TASK PROMPT ▸ Copy the lines below verbatim. Begin with the first and end with the line containing "marks the run".

Dataset entries:
//! The combined promote, purge, demote run

use crate::host::Host;
use crate::propagate::{DemoteReport, MarkerSync, PromoteReport, PurgeReport};
use crate::{Error, Result};
use std::fmt;
use tracing::{error, info, warn};

#[derive(Debug, Clone, Copy, PartialEq, Eq)]
pub enum Phase {
    Promote,
    Purge,
    Demote,
}

impl fmt::Display for Phase {
    fn fmt(&self, f: &mut fmt::Formatter<'_>) -> fmt::Result {
        let label = match self {
            Phase::Promote => "clip markers to timeline",
            Phase::Purge => "purge markers",
            Phase::Demote => "timeline markers to clips",
        };
        f.write_str(label)
    }
}

/// What happened to one phase of a run
#[derive(Debug)]
pub enum PhaseResult<T> {
    /// The run stopped before reaching this phase
    Skipped,
    Completed(T),
    Failed(Error),
}

impl<T> PhaseResult<T> {
    pub fn is_completed(&self) -> bool {
        matches!(self, PhaseResult::Completed(_))
    }

    pub fn report(&self) -> Option<&T> {
        match self {
            PhaseResult::Completed(report) => Some(report),
            _ => None,
        }
    }

    pub fn error(&self) -> Option<&Error> {
        match self {
            PhaseResult::Failed(err) => Some(err),
            _ => None,
        }
    }
}

impl<T> From<Result<T>> for PhaseResult<T> {
    fn from(result: Result<T>) -> Self {
        match result {
            Ok(report) => PhaseResult::Completed(report),
            Err(err) => PhaseResult::Failed(err),
        }
    }
}

#[derive(Debug, Clone, Copy, PartialEq, Eq)]
pub enum RunState {
    Done,
    Aborted(Phase),
}

#[derive(Debug)]
pub struct RunSummary {
    pub promote: PhaseResult<PromoteReport>,
    pub purge: PhaseResult<PurgeReport>,
    pub demote: PhaseResult<DemoteReport>,
    pub state: RunState,
}

impl RunSummary {
    /// True when promote and demote both completed. The purge outcome does not count.
    pub fn succeeded(&self) -> bool {
        self.state == RunState::Done && self.promote.is_completed() && self.demote.is_completed()
    }
}

impl<H: Host> MarkerSync<H> {
    /// Runs promote, purge and demote in that order.
    ///
    /// A failed promote stops the run before anything else happens. A failed
    /// purge is logged and the run continues. A failed demote marks the run
    /// aborted, but whatever promote and purge already changed stays changed.
    pub fn run(&self) -> RunSummary {
        info!("Starting combined marker run");

        let promote = PhaseResult::from(self.promote());
        if let Some(err) = promote.error() {
            error!(phase = %Phase::Promote, %err, "Phase failed; aborting run");
            return RunSummary {
                promote,
                purge: PhaseResult::Skipped,
                demote: PhaseResult::Skipped,
                state: RunState::Aborted(Phase::Promote),
            };
        }

        let purge = PhaseResult::from(self.purge());
        if let Some(err) = purge.error() {
            warn!(phase = %Phase::Purge, %err, "Phase failed; continuing");
        }

        let demote = PhaseResult::from(self.demote());
        let state = match demote.error() {
            Some(err) => {
                error!(
                    phase = %Phase::Demote,
                    %err,
                    "Phase failed; run is incomplete"
                );
                RunState::Aborted(Phase::Demote)
            }
            None => {
                info!("Combined marker run completed");
                RunState::Done
            }
        };

        RunSummary {
            promote,
            purge,
            demote,
            state,
        }
    }
}

#[cfg(test)]
mod tests {
    use super::*;
    use crate::memory::{MemoryHost, ProjectSnapshot, TimelineSnapshot};
    use crate::propagate::SyncConfig;

    #[test]
    fn test_no_project_aborts_at_promote() {
        let sync = MarkerSync::new(MemoryHost::without_project(), SyncConfig::default());
        let summary = sync.run();

        assert_eq!(summary.state, RunState::Aborted(Phase::Promote));
        assert!(matches!(
            summary.promote,
            PhaseResult::Failed(Error::NoProject)
        ));
        assert!(matches!(summary.purge, PhaseResult::Skipped));
        assert!(matches!(summary.demote, PhaseResult::Skipped));
        assert!(!summary.succeeded());
    }

    #[test]
    fn test_no_timeline_aborts_at_promote() {
        let host = MemoryHost::new(ProjectSnapshot::default());
        let summary = MarkerSync::new(host, SyncConfig::default()).run();

        assert!(matches!(
            summary.promote,
            PhaseResult::Failed(Error::NoTimeline)
        ));
        assert!(!summary.succeeded());
    }

    #[test]
    fn test_empty_timeline_succeeds() {
        let project = ProjectSnapshot::with_timeline(24.0, TimelineSnapshot::default());
        let host = MemoryHost::new(project);
        let summary = MarkerSync::new(host, SyncConfig::default()).run();

        assert_eq!(summary.state, RunState::Done);
        assert_eq!(summary.promote.report(), Some(&PromoteReport::default()));
        assert!(summary.purge.is_completed());
        assert!(summary.succeeded());
    }

    #[test]
    fn test_phase_labels() {
        assert_eq!(Phase::Promote.to_string(), "clip markers to timeline");
        assert_eq!(Phase::Demote.to_string(), "timeline markers to clips");
    }
}
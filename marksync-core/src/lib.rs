//! Marksync Core Library
//!
//! This library moves marker annotations between the two frame spaces of an
//! edit: the global timeline space and the local source space of each clip.
//! The editing application itself is reached only through the capability
//! traits in [`host`], so the propagation logic runs the same against a live
//! editor or the in-memory [`memory::MemoryHost`].

pub mod coords;
pub mod host;
pub mod locator;
pub mod marker;
pub mod memory;
pub mod pipeline;
pub mod propagate;
pub mod timecode;

pub use host::{Clip, Host, MediaRef, Project, Timeline, TrackType};
pub use marker::{Marker, MarkerColor, MarkerFields};
pub use memory::{
    ClipSnapshot, MediaSnapshot, MemoryHost, ProjectSnapshot, TimelineSnapshot, TrackSnapshot,
};
pub use pipeline::{Phase, PhaseResult, RunState, RunSummary};
pub use propagate::{DemoteReport, MarkerSync, PromoteReport, PurgeReport, SyncConfig};
pub use timecode::{FrameRate, Timecode};

/// Frame position, either on the timeline or inside a clip's source.
pub type FrameIndex = i64;

/// Result type for marksync-core operations
pub type Result<T> = std::result::Result<T, Error>;

/// Error types for marksync-core operations
#[derive(Debug, thiserror::Error)]
pub enum Error {
    #[error("No project is currently open")]
    NoProject,

    #[error("No timeline is currently open in the project")]
    NoTimeline,

    #[error("Missing project setting: {0}")]
    MissingSetting(String),

    #[error("Invalid frame rate: {0:?}")]
    InvalidFrameRate(String),

    #[error("Unknown marker color: {0}")]
    UnknownColor(String),

    #[error("JSON error: {0}")]
    Json(#[from] serde_json::Error),
}
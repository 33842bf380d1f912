//! Marker records and the naming policy applied when markers change space

use crate::timecode::Timecode;
use crate::{Error, FrameIndex};
use serde::{Deserialize, Serialize};
use std::fmt;
use std::str::FromStr;

/// Placeholder token the host puts in names the editor never typed
const UNNAMED_TOKEN: &str = "Unnamed";

/// Name given to a promoted marker whose source had no usable name
pub const PROMOTED_FALLBACK_NAME: &str = "Clip Marker";

/// Name given to a demoted marker whose source had no usable name
pub const DEMOTED_FALLBACK_NAME: &str = "Timeline Marker";

/// Note given to a demoted marker whose source had no note
pub const DEMOTED_FALLBACK_NOTE: &str = "Added based on timeline marker position";

/// Marker categories known to the host. The category is both the visual
/// color and the selector for bulk deletion.
#[derive(Debug, Clone, Copy, PartialEq, Eq, Hash, Serialize, Deserialize)]
pub enum MarkerColor {
    Blue,
    Cyan,
    Green,
    Yellow,
    Red,
    Pink,
    Purple,
    Fuchsia,
    Rose,
    Lavender,
    Sky,
    Mint,
    Lemon,
    Sand,
    Cocoa,
    Cream,
}

impl MarkerColor {
    pub const ALL: [MarkerColor; 16] = [
        MarkerColor::Blue,
        MarkerColor::Cyan,
        MarkerColor::Green,
        MarkerColor::Yellow,
        MarkerColor::Red,
        MarkerColor::Pink,
        MarkerColor::Purple,
        MarkerColor::Fuchsia,
        MarkerColor::Rose,
        MarkerColor::Lavender,
        MarkerColor::Sky,
        MarkerColor::Mint,
        MarkerColor::Lemon,
        MarkerColor::Sand,
        MarkerColor::Cocoa,
        MarkerColor::Cream,
    ];

    /// Returns the host's name for this color
    pub fn as_str(self) -> &'static str {
        match self {
            MarkerColor::Blue => "Blue",
            MarkerColor::Cyan => "Cyan",
            MarkerColor::Green => "Green",
            MarkerColor::Yellow => "Yellow",
            MarkerColor::Red => "Red",
            MarkerColor::Pink => "Pink",
            MarkerColor::Purple => "Purple",
            MarkerColor::Fuchsia => "Fuchsia",
            MarkerColor::Rose => "Rose",
            MarkerColor::Lavender => "Lavender",
            MarkerColor::Sky => "Sky",
            MarkerColor::Mint => "Mint",
            MarkerColor::Lemon => "Lemon",
            MarkerColor::Sand => "Sand",
            MarkerColor::Cocoa => "Cocoa",
            MarkerColor::Cream => "Cream",
        }
    }
}

impl FromStr for MarkerColor {
    type Err = Error;

    fn from_str(s: &str) -> crate::Result<Self> {
        let wanted = s.trim();
        Self::ALL
            .into_iter()
            .find(|c| c.as_str().eq_ignore_ascii_case(wanted))
            .ok_or_else(|| Error::UnknownColor(s.to_string()))
    }
}

impl fmt::Display for MarkerColor {
    fn fmt(&self, f: &mut fmt::Formatter<'_>) -> fmt::Result {
        f.write_str(self.as_str())
    }
}

/// Marker fields as the host reports them. Every field may be missing.
#[derive(Debug, Clone, Default, PartialEq, Eq, Serialize, Deserialize)]
#[serde(rename_all = "camelCase")]
pub struct MarkerFields {
    #[serde(default, skip_serializing_if = "Option::is_none")]
    pub color: Option<MarkerColor>,
    #[serde(default, skip_serializing_if = "Option::is_none")]
    pub name: Option<String>,
    #[serde(default, skip_serializing_if = "Option::is_none")]
    pub note: Option<String>,
    #[serde(default, skip_serializing_if = "Option::is_none")]
    pub duration: Option<u64>,
    #[serde(default, skip_serializing_if = "Option::is_none")]
    pub custom_data: Option<String>,
}

impl MarkerFields {
    /// Returns the color, or the host's default (Blue) when none was reported
    pub fn color_or_default(&self) -> MarkerColor {
        self.color.unwrap_or(MarkerColor::Blue)
    }
}

/// A marker with host defaults applied
#[derive(Debug, Clone, PartialEq, Eq)]
pub struct Marker {
    /// Frame the marker sits on, in the space of whatever owns it
    pub position: FrameIndex,
    pub color: MarkerColor,
    pub name: String,
    /// `None` when the host reported no note at all
    pub note: Option<String>,
    /// Length in frames, at least 1
    pub duration: u64,
    /// Opaque payload carried across unchanged
    pub custom_data: String,
}

impl Marker {
    /// Normalizes a host record. Missing or zero duration becomes 1 and a
    /// missing payload becomes empty.
    pub fn from_fields(position: FrameIndex, fields: &MarkerFields) -> Self {
        Self {
            position,
            color: fields.color_or_default(),
            name: fields.name.clone().unwrap_or_default(),
            note: fields.note.clone(),
            duration: fields.duration.filter(|d| *d >= 1).unwrap_or(1),
            custom_data: fields.custom_data.clone().unwrap_or_default(),
        }
    }

    /// Converts back into the host's record form
    pub fn to_fields(&self) -> MarkerFields {
        MarkerFields {
            color: Some(self.color),
            name: Some(self.name.clone()),
            note: self.note.clone(),
            duration: Some(self.duration),
            custom_data: Some(self.custom_data.clone()),
        }
    }

    /// Builds the timeline marker for this clip marker.
    ///
    /// The name gets a ` @ Clip HH:MM:SS` suffix with the marker's source
    /// timecode; an empty note is replaced with one naming the clip.
    pub fn promote(
        &self,
        timeline_frame: FrameIndex,
        clip_name: &str,
        source_timecode: &Timecode,
        color: MarkerColor,
    ) -> Marker {
        let base = base_name(&self.name, PROMOTED_FALLBACK_NAME);
        let name = format!("{base} @ Clip {source_timecode}");
        let name = name.trim().to_string();
        let note = match self.note.as_deref() {
            Some(note) if !note.is_empty() => note.to_string(),
            _ => format!("Copied from clip '{clip_name}' at Clip {source_timecode}"),
        };

        Marker {
            position: timeline_frame,
            color,
            name,
            note: Some(note),
            duration: self.duration,
            custom_data: self.custom_data.clone(),
        }
    }

    /// Builds the clip marker for this timeline marker.
    ///
    /// Unlike [`Marker::promote`], no timecode is added to the name or note.
    pub fn demote(&self, clip_local_frame: FrameIndex, color: MarkerColor) -> Marker {
        let note = self
            .note
            .clone()
            .unwrap_or_else(|| DEMOTED_FALLBACK_NOTE.to_string());

        Marker {
            position: clip_local_frame,
            color,
            name: base_name(&self.name, DEMOTED_FALLBACK_NAME),
            note: Some(note),
            duration: self.duration,
            custom_data: self.custom_data.clone(),
        }
    }
}

/// Strips every `Unnamed` token, falling back when nothing is left
fn base_name(name: &str, fallback: &str) -> String {
    let stripped = name.replace(UNNAMED_TOKEN, "");
    let stripped = stripped.trim();
    if stripped.is_empty() {
        fallback.to_string()
    } else {
        stripped.to_string()
    }
}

WRITTEN REPLY ▸
//! The combined promote, purge, demote run

use crate::host::Host;
use crate::propagate::{DemoteReport, MarkerSync, PromoteReport, PurgeReport};
use crate::{Error, Result};
use std::fmt;
use tracing::{error, info, warn};

#[derive(Debug, Clone, Copy, PartialEq, Eq)]
pub enum Phase {
    Promote,
    Purge,
    Demote,
}

impl fmt::Display for Phase {
    fn fmt(&self, f: &mut fmt::Formatter<'_>) -> fmt::Result {
        let label = match self {
            Phase::Promote => "clip markers to timeline",
            Phase::Purge => "purge markers",
            Phase::Demote => "timeline markers to clips",
        };
        f.write_str(label)
    }
}

/// What happened to one phase of a run
#[derive(Debug)]
pub enum PhaseResult<T> {
    /// The run stopped before reaching this phase
    Skipped,
    Completed(T),
    Failed(Error),
}

impl<T> PhaseResult<T> {
    pub fn is_completed(&self) -> bool {
        matches!(self, PhaseResult::Completed(_))
    }

    pub fn report(&self) -> Option<&T> {
        match self {
            PhaseResult::Completed(report) => Some(report),
            _ => None,
        }
    }

    pub fn error(&self) -> Option<&Error> {
        match self {
            PhaseResult::Failed(err) => Some(err),
            _ => None,
        }
    }
}

impl<T> From<Result<T>> for PhaseResult<T> {
    fn from(result: Result<T>) -> Self {
        match result {
            Ok(report) => PhaseResult::Completed(report),
            Err(err) => PhaseResult::Failed(err),
        }
    }
}

#[derive(Debug, Clone, Copy, PartialEq, Eq)]
pub enum RunState {
    Done,
    Aborted(Phase),
}

#[derive(Debug)]
pub struct RunSummary {
    pub promote: PhaseResult<PromoteReport>,
    pub purge: PhaseResult<PurgeReport>,
    pub demote: PhaseResult<DemoteReport>,
    pub state: RunState,
}

impl RunSummary {
    /// True when promote and demote both completed. The purge outcome does not count.
    pub fn succeeded(&self) -> bool {
        self.state == RunState::Done && self.promote.is_completed() && self.demote.is_completed()
    }
}

impl<H: Host> MarkerSync<H> {
    /// Runs promote, purge and demote in that order.
    ///
    /// A failed promote stops the run before anything else happens. A failed
    /// purge is logged and the run continues. A failed demote marks the run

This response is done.